No dia seguinte, às 5 da manhã, Agenor estava à porta da padaria ansioso para iniciar o seu novo trabalho... Amaro chegou logo a seguir e sorriu para aquele homem que nem ele sabia porque estava a ajudar... Tinham a mesma idade, 32 anos, e histórias diferentes, mas algo dentro dele chamava-o para ajudar aquela pessoa...
E, ele não se enganou - durante um ano, Agenor foi o trabalhador mais dedicado daquele estabelecimento, sempre honesto e extremamente zeloso com os seus deveres...
Um dia, Amaro chamou Agenor para uma conversa e falou-lhe da escola que abrira vagas para a alfabetização de adultos um quarteirão acima da padaria, e que ele fazia questão que Agenor fosse estudar... Agenor nunca esqueceu do seu primeiro dia de aula: a mão trémula nas primeiras letras e a emoção da primeira carta...
Doze anos passaram-se desde aquele primeiro dia de aula... Vamos encontrar o Dr. Agenor Baptista de Medeiros, advogado, a abrir o seu escritório para um cliente, e depois outro, e depois mais outro...
Ao meio-dia ele desceu a um café na padaria do amigo Amaro, que fica impressionado em ver o seu "antigo funcionário" tão elegante no seu primeiro fato...
Mais dez anos se passam, e agora o Dr. Agenor Baptista, já com uma clientela que mistura os mais necessitados, que não podem pagar, e os mais abastados, que lhe pagam muito bem, resolve criar uma Instituição que oferece aos desvalidos da sorte, que andam pelas ruas, pessoas desempregadas e carentes de todos os tipos de necessidade, um prato de comida, diariamente, à hora do almoço...

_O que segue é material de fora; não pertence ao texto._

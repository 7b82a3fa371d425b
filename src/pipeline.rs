//! Glue between the listener and the collaborators: raw text in, a stored (and optionally
//! transformed) message out. Input without a header is dead-lettered instead of stored.

use log::{debug, info, warn};
use std::sync::Arc;
use tokio::sync::broadcast;
use tokio::sync::broadcast::error::RecvError;
use tokio_util::sync::CancellationToken;

use crate::error::StoreError;
use crate::hl7::parse_message;
use crate::server::ServerEvent;
use crate::store::{MessageQueue, MessageRepository, StoredMessage};
use crate::transform::{TransformContext, TransformationEngine};

pub const MISSING_HEADER_REASON: &str = "message has no MSH header";

#[derive(Debug, Clone, PartialEq)]
pub enum ProcessingOutcome {
    Stored { id: String, warnings: Vec<String> },
    DeadLettered { reason: String },
}

pub struct MessageProcessor {
    engine: Option<Arc<TransformationEngine>>,
    repository: Arc<dyn MessageRepository>,
    queue: Arc<dyn MessageQueue>,
}

impl MessageProcessor {
    pub fn new(repository: Arc<dyn MessageRepository>, queue: Arc<dyn MessageQueue>) -> MessageProcessor {
        MessageProcessor {
            engine: None,
            repository,
            queue,
        }
    }

    pub fn with_engine(mut self, engine: Arc<TransformationEngine>) -> Self {
        self.engine = Some(engine);
        self
    }

    pub async fn process(&self, raw: &str) -> Result<ProcessingOutcome, StoreError> {
        let message = parse_message(raw);
        if message.header.is_none() {
            self.queue
                .publish_dead_letter(raw.to_string(), MISSING_HEADER_REASON)
                .await?;
            return Ok(ProcessingOutcome::DeadLettered {
                reason: MISSING_HEADER_REASON.to_string(),
            });
        }

        let mut stored = StoredMessage::new(message);
        stored.warnings = stored.message.validation_errors.clone();
        if let Some(engine) = &self.engine {
            let outcome = engine.transform(&stored.message, &TransformContext::new());
            stored.warnings.extend(outcome.warnings);
            stored.transformed = Some(outcome.record);
        }

        let id = stored.id.clone();
        let warnings = stored.warnings.clone();
        self.repository.save(stored).await?;
        debug!("Processed message {} with {} warning(s)", id, warnings.len());
        Ok(ProcessingOutcome::Stored { id, warnings })
    }

    /// Works through everything currently ready on the queue, returning how many were handled.
    pub async fn drain_queue(&self) -> Result<usize, StoreError> {
        let mut handled = 0;
        while let Some(delivery) = self.queue.receive().await? {
            // headerless input is dead-lettered inside `process`, so it still counts as handled
            match self.process(&delivery.payload).await {
                Ok(_) => self.queue.acknowledge(delivery.tag).await?,
                Err(e) => self.queue.reject(delivery.tag, &e.to_string()).await?,
            }
            handled += 1;
        }
        Ok(handled)
    }

    /// Queues and processes every received message until the listener goes away or `shutdown` fires.
    pub async fn consume(&self, mut events: broadcast::Receiver<ServerEvent>, shutdown: CancellationToken) {
        loop {
            let event = tokio::select! {
                _ = shutdown.cancelled() => break,
                event = events.recv() => event,
            };
            match event {
                Ok(ServerEvent::MessageReceived { peer, message }) => {
                    debug!("Queueing message from {}", peer);
                    if let Err(e) = self.queue.publish(message).await {
                        warn!("Failed to queue message from {}; error = {}", peer, e);
                        continue;
                    }
                    if let Err(e) = self.drain_queue().await {
                        warn!("Failed to process queued messages; error = {}", e);
                    }
                }
                Ok(_) => {}
                Err(RecvError::Lagged(missed)) => {
                    warn!("Processor lagged behind the listener, {} event(s) missed", missed)
                }
                Err(RecvError::Closed) => break,
            }
        }
        info!("Message processor stopped");
    }
}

Mais de 200 refeições são servidas diariamente naquele lugar que é administrado pelo seu filho, o agora nutricionista Ricardo Baptista...
Tudo mudou, tudo passou, mas a amizade daqueles dois homens, Amaro e Agenor impressionava a todos os que conheciam um pouco da história de cada um...
Contam que aos 82 anos os dois faleceram no mesmo dia, quase que à mesma hora, morrendo placidamente com um sorriso de dever cumprido...
Ricardinho, o filho, mandou gravar na frente da "Casa do Caminho", que seu pai fundou com tanto carinho:
"Um dia eu tive fome, e você me alimentou. Um dia eu estava sem esperanças e você me deu um caminho. Um dia acordei sozinho, e você me deu Deus, e isso não tem preço. Que Deus habite no seu coração e alimente a sua alma. E, que te sobre o pão da misericórdia para estender a quem precisar!!!"